→ WORK REQUIRED:
Could you find each line of the data below that contains the word "query" and copy those lines?

* * * * * * *

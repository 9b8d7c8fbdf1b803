use std::sync::Arc;
use std::time::Duration;

use sqlx::{SqlitePool, sqlite::SqlitePoolOptions};
use thiserror::Error;

use crate::repository::{LocalStore, Storage};

mod local_item_repo;
mod migrate;

/// `LocalStore` persisted in a `SQLite` table, for clients outside a browser.
#[derive(Clone)]
pub struct SqliteLocalStore {
    pool: SqlitePool,
}

#[derive(Debug, Error)]
#[non_exhaustive]
pub enum SqliteInitError {
    #[error(transparent)]
    Sqlx(#[from] sqlx::Error),
}

impl SqliteLocalStore {
    /// Connect to `SQLite` using the given URL.
    ///
    /// # Errors
    ///
    /// Returns `SqliteInitError` if the connection cannot be established.
    pub async fn connect(database_url: &str) -> Result<Self, SqliteInitError> {
        let pool = SqlitePoolOptions::new()
            .max_connections(5)
            .acquire_timeout(Duration::from_secs(5))
            .after_connect(|conn, _meta| {
                Box::pin(async move {
                    sqlx::query("PRAGMA journal_mode = WAL;")
                        .execute(&mut *conn)
                        .await?;
                    sqlx::query("PRAGMA busy_timeout = 5000;")
                        .execute(&mut *conn)
                        .await?;
                    Ok(())
                })
            })
            .connect(database_url)
            .await?;
        Ok(Self { pool })
    }

    #[must_use]
    pub fn pool(&self) -> &SqlitePool {
        &self.pool
    }

    /// Create tables if they do not exist.
    ///
    /// # Errors
    ///
    /// Returns `SqliteInitError` if migration queries fail.
    pub async fn migrate(&self) -> Result<(), SqliteInitError> {
        migrate::run_migrations(&self.pool).await
    }
}

impl Storage {
    /// Build a `Storage` backed by `SQLite`.
    ///
    /// # Errors
    ///
    /// Returns `SqliteInitError` if connection or migrations cannot be
    /// completed.
    pub async fn sqlite(database_url: &str) -> Result<Self, SqliteInitError> {
        let store = SqliteLocalStore::connect(database_url).await?;
        store.migrate().await?;
        let local: Arc<dyn LocalStore> = Arc::new(store);
        Ok(Self::new(local))
    }
}
mod lesson_vm;
mod markdown_vm;
mod time_fmt;

pub use lesson_vm::{LessonVm, map_lessons};
pub use markdown_vm::{markdown_to_html, sanitize_html};
pub use time_fmt::format_datetime;
#![forbid(unsafe_code)]

pub mod code_drafts;
pub mod progress_store;
pub mod repository;
pub mod sqlite;

pub use code_drafts::CodeDrafts;
pub use progress_store::{PROGRESS_KEY, ProgressStore};
pub use repository::{DisabledLocalStore, InMemoryLocalStore, LocalStore, Storage, StorageError};
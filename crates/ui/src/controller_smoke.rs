use std::time::Duration;

use dioxus::prelude::{Key, Modifiers};
use lesson_core::model::{ExecutionResult, HintLevel, NewAchievement, ServerProgress};
use services::SaveProgressResponse;
use storage::Storage;

use crate::hints::HINT_TTL;
use crate::page::{Page, PageDocument};
use crate::styles::STYLESHEET;
use crate::test_harness::{
    OUTPUT, harness, harness_with_storage, lesson, lesson_page, printed, unescaped,
};

#[tokio::test]
async fn run_output_is_escaped_and_loading_hidden() {
    let h = harness(lesson_page());
    h.api.set_execution(printed("<b>x</b>"));

    let report = h.controller.run_code("void main() {}", OUTPUT).await;
    assert!(report.outcome.is_success());

    h.controller.with_page(|page| {
        let html = page.output(OUTPUT).unwrap();
        assert!(!html.contains("<b>"), "{html}");
        assert!(unescaped(html).contains("<b>x</b>"), "{html}");
        assert_eq!(page.loading_visible(), Some(false));
    });
}

#[tokio::test]
async fn connection_failure_is_rendered_not_raised() {
    let h = harness(lesson_page());
    h.api.set_execution_error("connection refused");

    h.controller.run_code("void main() {}", OUTPUT).await;

    h.controller.with_page(|page| {
        let html = page.output(OUTPUT).unwrap();
        assert!(html.contains("output-error"), "{html}");
        assert!(html.contains("connection refused"), "{html}");
        assert_eq!(page.loading_visible(), Some(false));
    });
}

#[tokio::test]
async fn missing_output_region_and_loading_are_tolerated() {
    let h = harness(PageDocument::new());
    h.api.set_execution(printed("ok"));
    let report = h.controller.run_code("void main() {}", "nowhere").await;
    assert!(report.outcome.is_success());
}

#[tokio::test]
async fn tracked_completion_marks_the_lesson() {
    let h = harness(lesson_page());
    let l1 = lesson("1");

    for completed in [false, false, true] {
        let tracked = h.controller.track_progress(&l1, completed).await;
        tracked.push.await.unwrap().unwrap();
    }
    let tracked = h.controller.track_progress(&l1, false).await;
    let record = tracked.record.unwrap();
    assert_eq!(record.attempts(), 4);
    assert!(record.is_completed());
    tracked.push.await.unwrap().unwrap();

    h.controller.with_page(|page| {
        assert!(page.is_marked_complete(&l1));
        assert!(!page.is_marked_complete(&lesson("2")));
    });
}

#[tokio::test]
async fn tracking_repaints_from_cache_without_loading_server_progress() {
    let h = harness(lesson_page());
    let l1 = lesson("1");

    let tracked = h.controller.track_progress(&l1, true).await;
    tracked.push.await.unwrap().unwrap();
    for _ in 0..10 {
        tokio::task::yield_now().await;
    }

    assert_eq!(h.api.progress_queries(), 0);
    let local = h.controller.services().tracker().local_progress().await;
    assert!(local.get(&l1).is_some_and(|record| record.is_completed()));
    h.controller
        .with_page(|page| assert!(page.is_marked_complete(&l1)));
}

#[tokio::test]
async fn server_completion_marks_lesson_without_local_record() {
    let h = harness(lesson_page());
    let server = vec![ServerProgress::completed(lesson("2"))];

    let marked = h.controller.update_progress_elements(&server).await;
    assert_eq!(marked, 1);
    h.controller
        .with_page(|page| assert!(page.is_marked_complete(&lesson("2"))));
}

#[tokio::test]
async fn malformed_embedded_progress_falls_back_to_server() {
    let h = harness(lesson_page().with_embedded_progress("{not json"));
    h.api.set_progress(vec![ServerProgress::completed(lesson("3"))]);

    let refresh = h.controller.update_progress_ui().await;
    h.controller
        .with_page(|page| assert!(!page.is_marked_complete(&lesson("3"))));

    refresh.await.unwrap();
    h.controller
        .with_page(|page| assert!(page.is_marked_complete(&lesson("3"))));
}

#[tokio::test]
async fn embedded_snapshot_paints_before_server_answers() {
    let h = harness(
        lesson_page()
            .with_embedded_progress(r#"[{"lesson_id": 1, "completed_at": "2024-05-01T10:00:00"}]"#),
    );
    h.api.set_progress_error("offline");

    let refresh = h.controller.update_progress_ui().await;
    h.controller
        .with_page(|page| assert!(page.is_marked_complete(&lesson("1"))));
    refresh.await.unwrap();
    h.controller
        .with_page(|page| assert!(page.is_marked_complete(&lesson("1"))));
}

#[tokio::test(start_paused = true)]
async fn hints_disappear_after_five_seconds() {
    let h = harness(lesson_page());
    let id = h.controller.show_hint("Something broke", HintLevel::Error);

    h.controller.with_page(|page| {
        let hint = page.hints().iter().find(|hint| hint.id == id).unwrap();
        assert!(hint.html.contains("hint hint-error"));
    });

    tokio::time::sleep(HINT_TTL - Duration::from_millis(1)).await;
    h.controller
        .with_page(|page| assert_eq!(page.hints().len(), 1));

    tokio::time::sleep(Duration::from_millis(2)).await;
    h.controller.with_page(|page| assert!(page.hints().is_empty()));
}

#[tokio::test(start_paused = true)]
async fn hint_removed_early_is_not_an_error() {
    let h = harness(lesson_page());
    let id = h.controller.show_hint("bye", HintLevel::Info);
    assert!(h.controller.with_page(|page| page.remove_hint(id)));

    tokio::time::sleep(HINT_TTL + Duration::from_millis(1)).await;
    h.controller.with_page(|page| assert!(page.hints().is_empty()));
}

#[tokio::test]
async fn shortcuts_only_work_after_initialize() {
    let h = harness(lesson_page());
    let handled = h.controller.handle_key(&Key::Enter, Modifiers::CONTROL);
    assert!(!handled.prevent_default);
    assert_eq!(h.controller.with_page(|page| page.clicks("run-code")), 0);

    h.controller.initialize().await.unwrap().await.unwrap();

    let handled = h.controller.handle_key(&Key::Enter, Modifiers::CONTROL);
    assert!(handled.prevent_default);
    assert_eq!(handled.clicked, Some("run-code"));

    let handled = h
        .controller
        .handle_key(&Key::Character("r".into()), Modifiers::META);
    assert_eq!(handled.clicked, Some("reset-code"));

    h.controller.with_page(|page| {
        assert_eq!(page.clicks("run-code"), 1);
        assert_eq!(page.clicks("reset-code"), 1);
    });
}

#[tokio::test]
async fn run_shortcut_falls_back_to_demo_button() {
    let h = harness(PageDocument::new().with_control("run-demo"));
    h.controller.initialize().await.unwrap().await.unwrap();

    let handled = h.controller.handle_key(&Key::Enter, Modifiers::META);
    assert_eq!(handled.clicked, Some("run-demo"));

    let handled = h
        .controller
        .handle_key(&Key::Character("r".into()), Modifiers::CONTROL);
    assert!(handled.prevent_default);
    assert_eq!(handled.clicked, None);
}

#[tokio::test]
async fn initialize_runs_once() {
    let h = harness(lesson_page());
    assert!(h.controller.initialize().await.is_some());
    assert!(h.controller.initialize().await.is_none());
    assert!(h.controller.clone().initialize().await.is_none());

    h.controller.with_page(|page| {
        assert_eq!(page.styles().len(), 1);
        assert_eq!(page.styles()[0], STYLESHEET);
    });
}

#[tokio::test]
async fn correct_attempt_completes_the_lesson() {
    let h = harness(lesson_page());
    h.api.set_execution(printed("Hello,   Dart!\n"));
    let l2 = lesson("2");

    let attempt = h
        .controller
        .submit_attempt(&l2, "void main() { print('Hello, Dart!'); }", "Hello, Dart!", OUTPUT)
        .await;
    assert!(attempt.correct);
    attempt.progress.push.await.unwrap().unwrap();

    let saved = h.api.saved();
    assert_eq!(saved.len(), 1);
    assert!(saved[0].completed);
    assert_eq!(
        h.storage.drafts.load(&l2).await.unwrap().as_deref(),
        Some("void main() { print('Hello, Dart!'); }")
    );
    h.controller.with_page(|page| {
        assert!(page.is_marked_complete(&l2));
        assert!(page
            .hints()
            .iter()
            .any(|hint| hint.level == HintLevel::Success));
    });
}

#[tokio::test]
async fn failed_run_counts_as_incomplete_attempt() {
    let h = harness(lesson_page());
    h.api.set_execution(ExecutionResult {
        success: false,
        output: Some("partial".into()),
        error: Some("Undefined name 'x'".into()),
    });

    let attempt = h
        .controller
        .submit_attempt(&lesson("1"), "void main() { x; }", "", OUTPUT)
        .await;
    assert!(!attempt.correct);
    assert_eq!(attempt.progress.record.unwrap().attempts(), 1);
    attempt.progress.push.await.unwrap().unwrap();

    assert!(!h.api.saved()[0].completed);
    h.controller.with_page(|page| {
        let html = page.output(OUTPUT).unwrap();
        assert!(html.contains("Undefined name"), "{html}");
        assert!(!html.contains("partial"), "{html}");
        assert!(page.hints().iter().any(|hint| hint.level == HintLevel::Error));
    });
}

#[tokio::test]
async fn new_achievements_are_announced() {
    let h = harness(lesson_page());
    h.api.set_save_response(SaveProgressResponse {
        success: true,
        new_achievements: vec![NewAchievement {
            name: "First steps".into(),
            description: String::new(),
            icon: String::new(),
            points: 10,
        }],
        ..SaveProgressResponse::default()
    });

    let tracked = h.controller.track_progress(&lesson("1"), true).await;
    tracked.push.await.unwrap().unwrap();

    h.controller.with_page(|page| {
        assert!(page
            .hints()
            .iter()
            .any(|hint| hint.message == "Achievement unlocked: First steps (+10)"));
    });
}

#[tokio::test]
async fn disabled_storage_degrades_to_server_only() {
    let h = harness_with_storage(lesson_page(), Storage::disabled());
    h.api.set_progress(vec![ServerProgress::completed(lesson("1"))]);

    let tracked = h.controller.track_progress(&lesson("2"), true).await;
    assert!(tracked.record.is_none());
    tracked.push.await.unwrap().unwrap();
    assert_eq!(h.api.saved().len(), 1);

    h.controller.initialize().await.unwrap().await.unwrap();
    h.controller.with_page(|page| {
        assert!(page.is_marked_complete(&lesson("1")));
        assert!(!page.is_marked_complete(&lesson("2")));
    });
}

#[tokio::test]
async fn drafts_load_and_reset() {
    let h = harness(lesson_page());
    let l1 = lesson("1");
    assert_eq!(h.controller.load_code(&l1, "template").await, "template");

    h.storage.drafts.save(&l1, "draft").await.unwrap();
    assert_eq!(h.controller.load_code(&l1, "template").await, "draft");
    assert_eq!(h.controller.reset_code(&l1, "template").await, "template");
    assert_eq!(h.controller.load_code(&l1, "template").await, "template");
}
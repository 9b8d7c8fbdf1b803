//! Global keyboard shortcuts.

use dioxus::prelude::{Key, Modifiers};

const RUN_TARGETS: &[&str] = &["run-code", "run-demo"];
const RESET_TARGETS: &[&str] = &["reset-code"];

#[derive(Debug, Clone, Copy, PartialEq, Eq)]
pub enum Shortcut {
    /// Ctrl/Cmd+Enter.
    Run,
    /// Ctrl/Cmd+R.
    Reset,
}

impl Shortcut {
    /// Control ids to try, first present wins.
    #[must_use]
    pub fn targets(self) -> &'static [&'static str] {
        match self {
            Self::Run => RUN_TARGETS,
            Self::Reset => RESET_TARGETS,
        }
    }
}

/// What the page should do with a key event.
#[derive(Debug, Clone, Default, PartialEq, Eq)]
pub struct KeyHandling {
    pub prevent_default: bool,
    /// The control that was clicked, if any.
    pub clicked: Option<&'static str>,
}

#[must_use]
pub fn match_shortcut(key: &Key, modifiers: Modifiers) -> Option<Shortcut> {
    if !(modifiers.contains(Modifiers::CONTROL) || modifiers.contains(Modifiers::META)) {
        return None;
    }
    match key {
        Key::Enter => Some(Shortcut::Run),
        Key::Character(text) if text == "r" => Some(Shortcut::Reset),
        _ => None,
    }
}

* * * * * * *

→ TASK ANSWER:
                    sqlx::query("PRAGMA journal_mode = WAL;")
                    sqlx::query("PRAGMA busy_timeout = 5000;")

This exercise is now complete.